If you expect the conventional totally hard cooked eggs, have you considered boiling them?

Well, I’m going by the built in guide and the images / directions that it shows. I was mostly curious to see how it handled the eggs and figured if there is a guide (assuming official) showing how to cook the eggs the way you want them then it should lead to expected results

I followed the instructions - let the preheating finish, added the eggs, 45 mins later lead to the result.

And the temperature were they cooked at?
Were they fridge cold eggs?
What temperature is your fridge in the area where they were stored?
What size were they?
How fresh were they? The whites break down as the egg ages, so the older the egg the less of the white will successfully set firmly.

Eggs vary greatly. Not only by size and freshness, but thickness of shell and white to yolk ratio. This is ‘precision’ cooking and there are many reasons why your mileage may vary.

Eggs are also one the things that can be time temperamental… So you will get a different outcome from adding the eggs to the water before it’s heated or after.

Added to all of that is the fact that the egg white and yolk require different cooking temperatures for setting. The yolk is rich and fatty and will set at a lower temperature than the white which is pure protein.

All this is just to point out that if you manage to perfect your egg game to such a stage that you can select the exact outcome you want, texture for white and texture for yolk, and know you will achieve it, you have overcome some very large obstacles.

Try placing room temperature eggs into low simmering water and low simmer them for exactly 14 minutes … then place in cold water for 10 minutes … no muss, no fuss … [thank you Martha Stewart]

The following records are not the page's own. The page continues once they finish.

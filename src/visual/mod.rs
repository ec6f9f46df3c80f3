mod marker_store;

pub use marker_store::{Marker, MarkerStore};

use crate::math::{Color, Point2, Vector3};

slotmap::new_key_type! {
    /// Opaque handle to a marker owned by a [`VisualBackend`].
    pub struct VisualId;
}

/// The visual-representation collaborator that draws waypoint markers.
///
/// The registry asks it to create and destroy markers; the projector pushes
/// per-frame display attributes through it. Implementations should ignore
/// calls against handles they no longer know.
pub trait VisualBackend {
    /// Instantiates a screen-space marker and returns its handle.
    fn create_visual(&mut self) -> VisualId;

    /// Tears down a marker.
    fn destroy_visual(&mut self, id: VisualId);

    /// Pins the marker to a normalized viewport point (anchor min = max).
    fn set_anchor(&mut self, id: VisualId, anchor: Point2);

    /// Sets the marker tint, alpha included.
    fn set_color(&mut self, id: VisualId, color: Color);

    /// Sets the marker's local scale.
    fn set_scale(&mut self, id: VisualId, scale: Vector3);

    /// Sets the distance label text.
    fn set_label(&mut self, id: VisualId, text: &str);

    /// Sets the opacity of the whole overlay layer.
    fn set_overlay_alpha(&mut self, alpha: f32);
}
use slotmap::SlotMap;
use tracing::debug;

use crate::camera::Camera;
use crate::math::{Color, Point3};
use crate::state::{HudState, Waypoint, WaypointData};
use crate::visual::VisualBackend;

slotmap::new_key_type! {
    /// Handle returned by [`WaypointRegistry::subscribe`].
    pub struct ListenerId;
}

/// Lifecycle notification delivered synchronously to registry listeners.
#[derive(Debug, Clone, Copy, PartialEq)]
pub enum WaypointEvent<'a> {
    /// A waypoint was appended to the collection.
    Added(&'a WaypointData),
    /// A waypoint is being removed; its marker is destroyed right after.
    Removed(&'a WaypointData),
}

type Listener = Box<dyn FnMut(WaypointEvent<'_>)>;

/// Manages the waypoint collection held in a [`HudState`].
///
/// The registry itself only owns the listener list; the collection, color
/// cursor and visibility flag live in the state passed to each call.
#[derive(Default)]
pub struct WaypointRegistry {
    listeners: SlotMap<ListenerId, Listener>,
}

impl WaypointRegistry {
    /// Creates a registry with no listeners.
    #[must_use]
    pub fn new() -> Self {
        Self::default()
    }

    /// Registers a listener for added/removed notifications.
    ///
    /// Listeners run inside the triggering call and cannot reach back into
    /// the registry.
    pub fn subscribe(&mut self, listener: impl FnMut(WaypointEvent<'_>) + 'static) -> ListenerId {
        self.listeners.insert(Box::new(listener))
    }

    /// Removes a listener. Returns `false` if it was already gone.
    pub fn unsubscribe(&mut self, id: ListenerId) -> bool {
        self.listeners.remove(id).is_some()
    }

    /// Registers a waypoint at `position` and creates its marker.
    ///
    /// The waypoint is appended after all existing ones and receives the
    /// next color in the hue rotation. Ids are not checked for uniqueness.
    pub fn add_waypoint<C, V>(
        &mut self,
        state: &mut HudState<C>,
        backend: &mut V,
        position: Point3,
        id: impl Into<String>,
    ) -> WaypointData
    where
        C: Camera,
        V: VisualBackend + ?Sized,
    {
        let data = WaypointData {
            id: id.into(),
            position,
            visual: backend.create_visual(),
        };
        let color = Self::assign_next_color(state);
        state.waypoints.push(Waypoint {
            data: data.clone(),
            color,
        });
        debug!(id = %data.id, ?position, count = state.waypoints.len(), "waypoint added");

        self.notify(WaypointEvent::Added(&data));
        data
    }

    /// Removes every waypoint equal to `data`.
    ///
    /// Returns whether anything was removed.
    pub fn remove_waypoint<C, V>(
        &mut self,
        state: &mut HudState<C>,
        backend: &mut V,
        data: &WaypointData,
    ) -> bool
    where
        C: Camera,
        V: VisualBackend + ?Sized,
    {
        self.remove_matching(state, backend, |w| w == data) > 0
    }

    /// Removes every waypoint whose id is exactly `id`.
    ///
    /// Returns whether anything was removed.
    pub fn remove_waypoint_by_id<C, V>(
        &mut self,
        state: &mut HudState<C>,
        backend: &mut V,
        id: &str,
    ) -> bool
    where
        C: Camera,
        V: VisualBackend + ?Sized,
    {
        self.remove_matching(state, backend, |w| w.id == id) > 0
    }

    /// Removes all waypoints, returning how many there were.
    pub fn clear<C, V>(&mut self, state: &mut HudState<C>, backend: &mut V) -> usize
    where
        C: Camera,
        V: VisualBackend + ?Sized,
    {
        self.remove_matching(state, backend, |_| true)
    }

    /// Produces the next color of the hue rotation and advances the cursor.
    ///
    /// Hue is `cursor mod 360` degrees at full saturation and value. The
    /// cursor starts at 1 and grows by `color_step` per call; removals never
    /// rewind it.
    pub fn assign_next_color<C: Camera>(state: &mut HudState<C>) -> Color {
        let hue = state.color_cursor.rem_euclid(360.0) / 360.0;
        state.color_cursor += state.settings.color_step;
        Color::from_hsv(hue, 1.0, 1.0)
    }

    /// Hides the overlay. Waypoints are kept; the projector skips them.
    pub fn hide_all<C, V>(state: &mut HudState<C>, backend: &mut V)
    where
        C: Camera,
        V: VisualBackend + ?Sized,
    {
        Self::set_hidden(state, backend, true);
    }

    /// Shows the overlay again at full layer opacity.
    pub fn show_all<C, V>(state: &mut HudState<C>, backend: &mut V)
    where
        C: Camera,
        V: VisualBackend + ?Sized,
    {
        Self::set_hidden(state, backend, false);
    }

    fn set_hidden<C, V>(state: &mut HudState<C>, backend: &mut V, hidden: bool)
    where
        C: Camera,
        V: VisualBackend + ?Sized,
    {
        state.hidden = hidden;
        state.overlay_alpha = if hidden { 0.0 } else { 1.0 };
        backend.set_overlay_alpha(state.overlay_alpha);
        debug!(hidden, "overlay visibility changed");
    }

    /// Notifies and destroys each match in order, then drops all matches in
    /// one pass.
    fn remove_matching<C, V>(
        &mut self,
        state: &mut HudState<C>,
        backend: &mut V,
        predicate: impl Fn(&WaypointData) -> bool,
    ) -> usize
    where
        C: Camera,
        V: VisualBackend + ?Sized,
    {
        let mut removed = 0;
        for waypoint in state.waypoints.iter().filter(|w| predicate(&w.data)) {
            self.notify(WaypointEvent::Removed(&waypoint.data));
            backend.destroy_visual(waypoint.data.visual);
            removed += 1;
        }
        if removed == 0 {
            return 0;
        }

        state.waypoints.retain(|w| !predicate(&w.data));
        debug!(removed, count = state.waypoints.len(), "waypoints removed");
        removed
    }

    fn notify(&mut self, event: WaypointEvent<'_>) {
        for listener in self.listeners.values_mut() {
            listener(event);
        }
    }
}

impl std::fmt::Debug for WaypointRegistry {
    fn fmt(&self, f: &mut std::fmt::Formatter<'_>) -> std::fmt::Result {
        f.debug_struct("WaypointRegistry")
            .field("listeners", &self.listeners.len())
            .finish()
    }
}
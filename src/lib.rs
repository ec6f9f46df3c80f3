//! Screen-space HUD markers for world-space waypoints.
//!
//! A [`WaypointRegistry`] tracks points of interest in a [`HudState`] and
//! assigns each a distinct hue. Every frame a [`WaypointProjector`] projects
//! them through a [`Camera`], pins off-screen targets to the viewport edge,
//! and pushes anchor, color, scale and distance label to a
//! [`VisualBackend`]. [`WaypointHud`] bundles the pieces for hosts that do
//! not need to share the state.

pub mod camera;
pub mod error;
pub mod hud;
pub mod math;
pub mod projector;
pub mod registry;
pub mod state;
pub mod visual;

pub use camera::{Camera, CameraProjection, PerspectiveCamera};
pub use error::{HudError, Result};
pub use hud::{HudSlot, WaypointHud};
pub use projector::{FrameStats, Placement, WaypointProjector};
pub use registry::{ListenerId, WaypointEvent, WaypointRegistry};
pub use state::{HudSettings, HudState, Waypoint, WaypointData};
pub use visual::{Marker, MarkerStore, VisualBackend, VisualId};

IMHO, on this forum there are way too many attempted uses for precision low-temperature long-cooking-time devices, that are inappropriate and where other cooking methods are much faster, result in tastier and moister and better-looking cooked food. I have found that precision low-temperature long-cooking-time draws way too much moisture out of most everything vacuum-sealed except boneless chicken breasts or thighs.

No high-quality steakhouse that charges $$$$$ for their thick wagyu steaks would use a precision low-temperature long-cookng-time device to cook them, nor would one expect them to. They can command those high prices because they have worked out special techniques sometimes using several different cooking methods in quick sequence that are designed to lock in precious fat moisture and cook uniformly without over-cooking. Those steaks smell, taste, and look absolutely fantastic.

Cold cuts that are sold in the deli sections of grocery stores are indeed vacuum-sealed before cooking but they are cooked en masse relatively fast in commercial very high-pressure steam ovens, and NOT water baths.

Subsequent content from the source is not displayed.